CSC-20053 - Statistical Techniques for Data Analytics
Coordinator: Kp Lam Room: CR022 Tel: +44 1782 7 34110
Lecture Time: See Timetable...
Level: Level 5
Credits: 15
Study Hours: 150
School Office: 01782 733075

Programme/Approved Electives for 2024/25

None

Available as a Free Standing Elective

No

Co-requisites

None

Prerequisites

None

Barred Combinations

None

Description for 2024/25


Aims
The module aims to equip learners with the knowledge of a variety of tools and statistical techniques that enable them to deal with the analysis of large datasets.
The learners will be able to choose and apply data analytics and statistical techniques appropriate to different types of problems.

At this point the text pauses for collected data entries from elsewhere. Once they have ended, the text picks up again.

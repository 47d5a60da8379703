/// 本地文件访问管理器
///
/// 目录结构：
/// - `tokens/<token_id>.json`：令牌定义
/// - `usage/<token_id>.json`：令牌累计用量
use super::{
    unix_now, AccessGrant, AccessItem, AccessManager, AccessRefusal, AuthorizeResult,
    Credentials, SessionId, UsageResponse,
};
use crate::error::{Result, TunnelError};
use crate::usage::Traffic;
use async_trait::async_trait;
use parking_lot::Mutex;
use serde::de::DeserializeOwned;
use serde::{Deserialize, Serialize};
use std::collections::{HashMap, HashSet};
use std::net::SocketAddr;
use std::path::{Path, PathBuf};
use std::sync::atomic::{AtomicU64, Ordering};
use tracing::{debug, info, warn};

const TOKENS_DIR: &str = "tokens";
const USAGE_DIR: &str = "usage";

/// 存储在文件中的令牌
#[derive(Debug, Clone, PartialEq, Eq, Serialize, Deserialize)]
pub struct AccessToken {
    pub token_id: String,
    pub secret: String,
    #[serde(default)]
    pub name: Option<String>,
    #[serde(default)]
    pub max_traffic: Option<u64>,
    #[serde(default)]
    pub expires_at: Option<u64>,
    #[serde(default)]
    pub max_clients: Option<u32>,
    #[serde(default)]
    pub locked: bool,
}

impl AccessToken {
    pub fn access_item(&self) -> AccessItem {
        AccessItem {
            token_id: self.token_id.clone(),
            name: self.name.clone(),
            max_traffic: self.max_traffic,
            expires_at: self.expires_at,
            max_clients: self.max_clients,
        }
    }

    /// 检查令牌当前是否可用
    fn refusal(&self, usage: Traffic, now: u64) -> Option<AccessRefusal> {
        if self.locked {
            return Some(AccessRefusal::Locked);
        }
        if matches!(self.expires_at, Some(at) if at <= now) {
            return Some(AccessRefusal::Expired);
        }
        if matches!(self.max_traffic, Some(max) if usage.total() >= max) {
            return Some(AccessRefusal::TrafficOverflow);
        }
        None
    }
}

#[derive(Debug, Clone)]
struct FileSession {
    token_id: String,
    client_id: String,
}

/// 基于本地文件的访问管理器
pub struct FileAccessManager {
    storage_path: PathBuf,
    sessions: Mutex<HashMap<SessionId, FileSession>>,
    next_session_id: AtomicU64,
    /// 串行化用量文件的读-改-写
    usage_lock: tokio::sync::Mutex<()>,
}

impl FileAccessManager {
    pub fn new(storage_path: impl Into<PathBuf>) -> Result<Self> {
        let storage_path = storage_path.into();
        std::fs::create_dir_all(storage_path.join(TOKENS_DIR))?;
        std::fs::create_dir_all(storage_path.join(USAGE_DIR))?;

        Ok(Self {
            storage_path,
            sessions: Mutex::new(HashMap::new()),
            next_session_id: AtomicU64::new(1),
            usage_lock: tokio::sync::Mutex::new(()),
        })
    }

    pub fn storage_path(&self) -> &Path {
        &self.storage_path
    }

    /// 创建新令牌并写入存储
    pub async fn create_token(
        &self,
        name: Option<String>,
        max_traffic: Option<u64>,
        expires_at: Option<u64>,
        max_clients: Option<u32>,
    ) -> Result<AccessToken> {
        let token = AccessToken {
            token_id: uuid::Uuid::new_v4().to_string(),
            secret: uuid::Uuid::new_v4().simple().to_string(),
            name,
            max_traffic,
            expires_at,
            max_clients,
            locked: false,
        };
        self.save_token(&token).await?;
        info!("Created access token {}", token.token_id);
        Ok(token)
    }

    /// 写入（或覆盖）令牌
    pub async fn save_token(&self, token: &AccessToken) -> Result<()> {
        let path = self
            .token_path(&token.token_id)
            .ok_or_else(|| TunnelError::backend(format!("Invalid token id '{}'", token.token_id)))?;
        write_json_atomic(&path, token).await
    }

    /// 读取令牌，不存在时返回 None
    pub async fn load_token(&self, token_id: &str) -> Result<Option<AccessToken>> {
        match self.token_path(token_id) {
            Some(path) => read_json(&path).await,
            None => Ok(None),
        }
    }

    /// 列出所有令牌
    pub async fn list_tokens(&self) -> Result<Vec<AccessToken>> {
        let mut tokens = Vec::new();
        let mut dir = tokio::fs::read_dir(self.storage_path.join(TOKENS_DIR)).await?;
        while let Some(entry) = dir.next_entry().await? {
            let path = entry.path();
            if path.extension().and_then(|e| e.to_str()) != Some("json") {
                continue;
            }
            match read_json::<AccessToken>(&path).await {
                Ok(Some(token)) => tokens.push(token),
                Ok(None) => {}
                Err(e) => warn!("Skipping unreadable token file {}: {}", path.display(), e),
            }
        }
        tokens.sort_by(|a, b| a.token_id.cmp(&b.token_id));
        Ok(tokens)
    }

    /// 令牌的累计用量
    pub async fn token_usage(&self, token_id: &str) -> Result<Traffic> {
        match self.usage_path(token_id) {
            Some(path) => Ok(read_json(&path).await?.unwrap_or_default()),
            None => Ok(Traffic::default()),
        }
    }

    /// 当前存活的会话数
    pub fn session_count(&self) -> usize {
        self.sessions.lock().len()
    }

    async fn add_usage(&self, token_id: &str, delta: Traffic) -> Result<Traffic> {
        let path = self
            .usage_path(token_id)
            .ok_or_else(|| TunnelError::backend(format!("Invalid token id '{}'", token_id)))?;

        let _guard = self.usage_lock.lock().await;
        let current: Traffic = read_json(&path).await?.unwrap_or_default();
        let updated = current + delta;
        write_json_atomic(&path, &updated).await?;
        Ok(updated)
    }

    fn token_path(&self, token_id: &str) -> Option<PathBuf> {
        is_valid_token_id(token_id).then(|| {
            self.storage_path
                .join(TOKENS_DIR)
                .join(format!("{}.json", token_id))
        })
    }

    fn usage_path(&self, token_id: &str) -> Option<PathBuf> {
        is_valid_token_id(token_id).then(|| {
            self.storage_path
                .join(USAGE_DIR)
                .join(format!("{}.json", token_id))
        })
    }
}

#[async_trait]
impl AccessManager for FileAccessManager {
    async fn authorize(
        &self,
        credentials: &Credentials,
        remote: SocketAddr,
    ) -> Result<AuthorizeResult> {
        let token = match self.load_token(&credentials.token_id).await? {
            Some(token) if token.secret == credentials.secret => token,
            _ => {
                debug!(
                    "Rejected unknown token or bad secret from {} (token: {})",
                    remote, credentials.token_id
                );
                return Ok(AuthorizeResult::Refused(AccessRefusal::InvalidToken));
            }
        };

        let usage = self.token_usage(&token.token_id).await?;
        if let Some(refusal) = token.refusal(usage, unix_now()) {
            return Ok(AuthorizeResult::Refused(refusal));
        }

        let mut sessions = self.sessions.lock();

        // 同一客户端重复授权时复用已有会话
        if let Some((id, _)) = sessions.iter().find(|(_, s)| {
            s.token_id == token.token_id && s.client_id == credentials.client_id
        }) {
            return Ok(AuthorizeResult::Granted(AccessGrant {
                session_id: *id,
                access_item: token.access_item(),
            }));
        }

        if let Some(max_clients) = token.max_clients {
            let clients: HashSet<&str> = sessions
                .values()
                .filter(|s| s.token_id == token.token_id)
                .map(|s| s.client_id.as_str())
                .collect();
            if clients.len() >= max_clients as usize {
                return Ok(AuthorizeResult::Refused(AccessRefusal::Other(format!(
                    "token allows at most {} clients",
                    max_clients
                ))));
            }
        }

        let session_id = SessionId(self.next_session_id.fetch_add(1, Ordering::Relaxed));
        sessions.insert(
            session_id,
            FileSession {
                token_id: token.token_id.clone(),
                client_id: credentials.client_id.clone(),
            },
        );

        Ok(AuthorizeResult::Granted(AccessGrant {
            session_id,
            access_item: token.access_item(),
        }))
    }

    async fn report_usage(
        &self,
        session_id: SessionId,
        usage: Traffic,
        closed: bool,
    ) -> Result<UsageResponse> {
        let session = self.sessions.lock().get(&session_id).cloned();
        let session = match session {
            Some(session) => session,
            None => return Ok(UsageResponse::Revoke(AccessRefusal::SessionUnknown)),
        };

        let total = if usage.is_zero() {
            self.token_usage(&session.token_id).await?
        } else {
            self.add_usage(&session.token_id, usage).await?
        };

        if closed {
            self.sessions.lock().remove(&session_id);
            return Ok(UsageResponse::Ack);
        }

        let token = match self.load_token(&session.token_id).await? {
            Some(token) => token,
            None => return Ok(UsageResponse::Revoke(AccessRefusal::InvalidToken)),
        };

        Ok(match token.refusal(total, unix_now()) {
            Some(refusal) => UsageResponse::Revoke(refusal),
            None => UsageResponse::Ack,
        })
    }

    fn name(&self) -> &'static str {
        "file"
    }
}

/// 令牌 ID 只允许字母、数字、`-` 和 `_`，避免路径穿越
fn is_valid_token_id(token_id: &str) -> bool {
    !token_id.is_empty()
        && token_id.len() <= 128
        && token_id
            .chars()
            .all(|c| c.is_ascii_alphanumeric() || c == '-' || c == '_')
}

async fn read_json<T: DeserializeOwned>(path: &Path) -> Result<Option<T>> {
    match tokio::fs::read(path).await {
        Ok(bytes) => Ok(Some(serde_json::from_slice(&bytes)?)),
        Err(e) if e.kind() == std::io::ErrorKind::NotFound => Ok(None),
        Err(e) => Err(e.into()),
    }
}

/// 先写临时文件再重命名，避免写到一半的文件
async fn write_json_atomic<T: Serialize>(path: &Path, value: &T) -> Result<()> {
    let json = serde_json::to_vec_pretty(value)?;
    let tmp = path.with_extension("json.tmp");
    tokio::fs::write(&tmp, json).await?;
    tokio::fs::rename(&tmp, path).await?;
    Ok(())
}
pub mod args;
pub mod commands;
pub mod config;

// Re-export commonly used items
pub use args::{Cli, Commands};
pub use commands::execute_command;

Intended Learning Outcomes

evaluate available data and determine how best to analyse the information available to provide required outcomes
: 1,2
apply statistical data analytics techniques using an advanced specialist programming language (e.g. R, Python, Matlab): 1,2
assess the options of storing, managing and manipulating large volumes of data in the context of business organisations: 1
select and apply an appropriate statistical approach, including contemporary machine learning methods, to extract information from a dataset, in the general context of data analysis: 1

Study hours

18 hours workshops/tutorials (supported online and in block release)
20 hours online lectures
106 hour independent learning
6 hour class-test (during block release)

School Rules

None

Description of Module Assessment

1: Assignment weighted 50%
Written report
A report (maximum 2000 words) on the accessing, storage, manipulation and analysis of data available from an internet based data repository. Code and analysed data will be submitted as instructed.

2: Exercise weighted 50%
A 6-hour lab-based class test on statistical data analysis techniques.
The class test contains a set of exercises for which the learners will have to complete in designated practical lab sessions timetabled in the last residential week. The exercises cover book work material covered during the online lectures (e.g. definitions, comparisons of concepts) and statistical data analysis algorithms, including application and modification of such algorithms.